Delivery that was going to take a normal instant delivery app, maybe 30 minutes to make, we can usually make it in three minutes. That was transformational for customers for a wide variety of reasons.
We have different use cases. We focus on healthcare, commerce and food. On the healthcare side, obviously, being able to get things in in three minutes is really valuable. If you wake up in the middle of night, you’re sick in bed, you’re not feeling well, you want something quickly. You don’t feel like want to get into your car and drive a little bit.
It’s also really valuable for a lot of our healthcare partners who are doing things like healthcare at home and hospital at home. I think a lot of people don’t realize but with the massive exponential growth of telepresence visits that came out of the pandemic. A lot of these hospital systems are now trying to figure out how they keep patients at home, rather than admit them into a hospital or bring them in for in person visit to cost everybody a lot more. So, a big part of healthcare at home and hospital at home is having the ability to deliver things directly to a home in just a couple minutes, even, potentially, while a patient is talking to a doctor on a phone.
Speed is important for healthcare and also really important for food. The quality rise and food is going to taste way better if it’s delivered fresh. You’re basically having in-restaurant experience at home, in a way that instant delivery just does not. I think everybody’s used to it at this point, but you get food that’s like, soggy.
Texas is a testing ground to a lot of autonomous driving and other technologies that can be viewed as eliminating jobs. What’s your take?
If you look throughout history, that has been said of practically every major technology that’s been invested over the last 150 years. There are certain cases where people were like, ‘Oh, you know, street lamps, electric street lamps, are going to replace all the people who had to go and clean them.’ The lamp cleaners that wiped the lamps because they used to burn with oil. Now we won’t need those people. But there’s a lot of innovation. For example, people said ATMs were going to eliminate bank tellers. They are a million ATMs in the U.S., and there are also more bank tellers than when ATMs were invented.
[Technology is] allowing humans to be paid more money for the job, because the human can get more done. The reality is, from one distribution centers, we employ a lot of people at those facilities, it’s just that those are, like, high paying tech, empowered jobs, maintaining robots, commanding robots, rather than, like, we just pay the human herself to get on a motorcycle and spend four hours driving out for hospital to deliver something, and then four hours back. Now we keep her in one place, and she has robots that are sort of part of her team, and those robots are the ones doing the deliveries, and she’s responsible for loading the package into the robot, containing the robot, for all command interface in case something requires human intervention.

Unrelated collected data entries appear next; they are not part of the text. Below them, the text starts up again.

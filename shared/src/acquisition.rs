/*!
Acquisition parameters.

[`AcquisitionConfig`] is built incrementally; it only becomes usable for
arming once [`AcquisitionConfig::is_complete`] holds. Numeric checks that
do not need the hardware live here, range checks against hardware
limits live in the controller.
*/

use crate::geometry::ImageRegion;
use crate::status::StatusCode;
use serde::{Deserialize, Serialize};

/// Sensor readout pattern.
#[derive(Debug, Clone, Copy, PartialEq, Eq, Hash, Serialize, Deserialize)]
#[serde(rename_all = "snake_case")]
pub enum ReadMode {
    FullVerticalBinning,
    MultiTrack,
    RandomTrack,
    SingleTrack,
    FullImage,
}

impl ReadMode {
    /// Driver value for this mode
    pub fn raw(self) -> i32 {
        match self {
            Self::FullVerticalBinning => 0,
            Self::MultiTrack => 1,
            Self::RandomTrack => 2,
            Self::SingleTrack => 3,
            Self::FullImage => 4,
        }
    }
}

/// How many exposures one acquisition takes and how they are combined.
#[derive(Debug, Clone, Copy, PartialEq, Eq, Hash, Serialize, Deserialize)]
#[serde(rename_all = "snake_case")]
pub enum AcquisitionMode {
    SingleScan,
    Accumulate,
    KineticSeries,
    FastKinetics,
    RunTillAbort,
}

impl AcquisitionMode {
    /// Driver value for this mode
    pub fn raw(self) -> i32 {
        match self {
            Self::SingleScan => 1,
            Self::Accumulate => 2,
            Self::KineticSeries => 3,
            Self::FastKinetics => 4,
            Self::RunTillAbort => 5,
        }
    }

    /// Whether the kinetic count sets the number of frames read out.
    pub fn is_series(self) -> bool {
        matches!(self, Self::KineticSeries | Self::FastKinetics)
    }
}

/// Mechanical shutter behaviour during an exposure.
#[derive(Debug, Clone, Copy, PartialEq, Eq, Hash, Default, Serialize, Deserialize)]
#[serde(rename_all = "snake_case")]
pub enum ShutterMode {
    #[default]
    Auto,
    Open,
    Closed,
}

impl ShutterMode {
    pub fn raw(self) -> i32 {
        match self {
            Self::Auto => 0,
            Self::Open => 1,
            Self::Closed => 2,
        }
    }
}

/// Requested acquisition parameters.
#[derive(Debug, Clone, PartialEq, Serialize, Deserialize)]
pub struct AcquisitionConfig {
    pub read_mode: Option<ReadMode>,
    pub acquisition_mode: Option<AcquisitionMode>,
    pub exposure_time_s: Option<f32>,
    pub kinetic_count: u32,
    pub kinetic_cycle_time_s: f32,
    /// Readout region; the full detector when unset.
    pub region: Option<ImageRegion>,
    pub shutter: ShutterMode,
}

impl Default for AcquisitionConfig {
    fn default() -> Self {
        Self {
            read_mode: None,
            acquisition_mode: None,
            exposure_time_s: None,
            kinetic_count: 1,
            kinetic_cycle_time_s: 0.0,
            region: None,
            shutter: ShutterMode::Auto,
        }
    }
}

impl AcquisitionConfig {
    pub fn new() -> Self {
        Self::default()
    }

    /// Full-image single exposure.
    pub fn single(exposure_time_s: f32) -> Self {
        Self::new()
            .with_read_mode(ReadMode::FullImage)
            .with_acquisition_mode(AcquisitionMode::SingleScan)
            .with_exposure_time(exposure_time_s)
    }

    /// Kinetic series of `count` full-image exposures.
    pub fn series(count: u32, exposure_time_s: f32) -> Self {
        Self::new()
            .with_read_mode(ReadMode::FullImage)
            .with_acquisition_mode(AcquisitionMode::KineticSeries)
            .with_exposure_time(exposure_time_s)
            .with_kinetic_count(count)
    }

    /// Continuous run-till-abort at 0.3 s per frame.
    pub fn real_time() -> Self {
        Self::new()
            .with_read_mode(ReadMode::FullImage)
            .with_acquisition_mode(AcquisitionMode::RunTillAbort)
            .with_exposure_time(0.3)
            .with_kinetic_cycle_time(0.0)
    }

    /// Zero-length exposure with the shutter held closed.
    pub fn bias() -> Self {
        Self::single(0.0).with_shutter(ShutterMode::Closed)
    }

    pub fn with_read_mode(mut self, mode: ReadMode) -> Self {
        self.read_mode = Some(mode);
        self
    }

    pub fn with_acquisition_mode(mut self, mode: AcquisitionMode) -> Self {
        self.acquisition_mode = Some(mode);
        self
    }

    pub fn with_exposure_time(mut self, seconds: f32) -> Self {
        self.exposure_time_s = Some(seconds);
        self
    }

    pub fn with_kinetic_count(mut self, count: u32) -> Self {
        self.kinetic_count = count;
        self
    }

    pub fn with_kinetic_cycle_time(mut self, seconds: f32) -> Self {
        self.kinetic_cycle_time_s = seconds;
        self
    }

    pub fn with_region(mut self, region: ImageRegion) -> Self {
        self.region = Some(region);
        self
    }

    pub fn with_shutter(mut self, shutter: ShutterMode) -> Self {
        self.shutter = shutter;
        self
    }

    /// All required fields are set.
    pub fn is_complete(&self) -> bool {
        self.read_mode.is_some() && self.acquisition_mode.is_some() && self.exposure_time_s.is_some()
    }

    /// Frames produced by one acquisition.
    pub fn frames_per_acquisition(&self) -> usize {
        match self.acquisition_mode {
            Some(mode) if mode.is_series() => self.kinetic_count as usize,
            _ => 1,
        }
    }

    /// Check the values that are invalid regardless of hardware.
    pub fn check_values(&self) -> Result<(), StatusCode> {
        if let Some(exposure) = self.exposure_time_s {
            check_seconds(exposure)?;
        }
        check_seconds(self.kinetic_cycle_time_s)?;
        if self.kinetic_count == 0 {
            return Err(StatusCode::InvalidArgument);
        }
        Ok(())
    }
}

/// Durations must be finite and non-negative.
pub fn check_seconds(seconds: f32) -> Result<(), StatusCode> {
    if seconds.is_finite() && seconds >= 0.0 {
        Ok(())
    } else {
        Err(StatusCode::InvalidArgument)
    }
}

/// Timings the hardware actually settled on after configuration.
#[derive(Debug, Clone, Copy, PartialEq, Serialize, Deserialize)]
pub struct AcquisitionTimings {
    pub exposure_s: f32,
    pub accumulate_s: f32,
    pub kinetic_s: f32,
}

#[cfg(test)]
mod tests {
    use super::*;

    #[test]
    fn test_completeness() {
        let config = AcquisitionConfig::new();
        assert!(!config.is_complete());

        let config = config.with_read_mode(ReadMode::FullImage).with_acquisition_mode(AcquisitionMode::SingleScan);
        assert!(!config.is_complete());

        assert!(config.with_exposure_time(0.1).is_complete());
    }

    #[test]
    fn test_presets() {
        let bias = AcquisitionConfig::bias();
        assert_eq!(bias.exposure_time_s, Some(0.0));
        assert_eq!(bias.shutter, ShutterMode::Closed);

        let series = AcquisitionConfig::series(5, 0.2);
        assert_eq!(series.frames_per_acquisition(), 5);

        let real_time = AcquisitionConfig::real_time();
        assert_eq!(real_time.acquisition_mode, Some(AcquisitionMode::RunTillAbort));
        assert_eq!(real_time.frames_per_acquisition(), 1);
    }

    #[test]
    fn test_value_checks() {
        assert!(AcquisitionConfig::single(0.1).check_values().is_ok());
        assert_eq!(AcquisitionConfig::single(-1.0).check_values(), Err(StatusCode::InvalidArgument));
        assert_eq!(AcquisitionConfig::single(f32::NAN).check_values(), Err(StatusCode::InvalidArgument));
        assert_eq!(
            AcquisitionConfig::series(0, 0.1).check_values(),
            Err(StatusCode::InvalidArgument)
        );
        assert_eq!(
            AcquisitionConfig::single(0.1).with_kinetic_cycle_time(-0.5).check_values(),
            Err(StatusCode::InvalidArgument)
        );
    }

    #[test]
    fn test_driver_values() {
        assert_eq!(ReadMode::FullImage.raw(), 4);
        assert_eq!(AcquisitionMode::SingleScan.raw(), 1);
        assert_eq!(AcquisitionMode::RunTillAbort.raw(), 5);
        assert_eq!(ShutterMode::Closed.raw(), 2);
    }
}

The other thing I would say one of these big delivery, food delivery apps in the U.S., for example, they are employing over a million human drivers a year. The average life cycle for one of those drivers is less than nine months. Pretty crazy labor situation. The way to think about it is that there are just not enough humans to do that and also it’s not a very good or high-paying job. The moment any human can find a better or higher paying job, they take it. Every nine months, we’re having to go hire another find another million people take this job. These are not like, high paying, stable jobs that are providing for like people’s abilities, like families or build wealth.
… These jobs become actually good, stable jobs that are more like robotics maintenance engineer. Instead of just driving the car all day long, you enable them to do a lot more.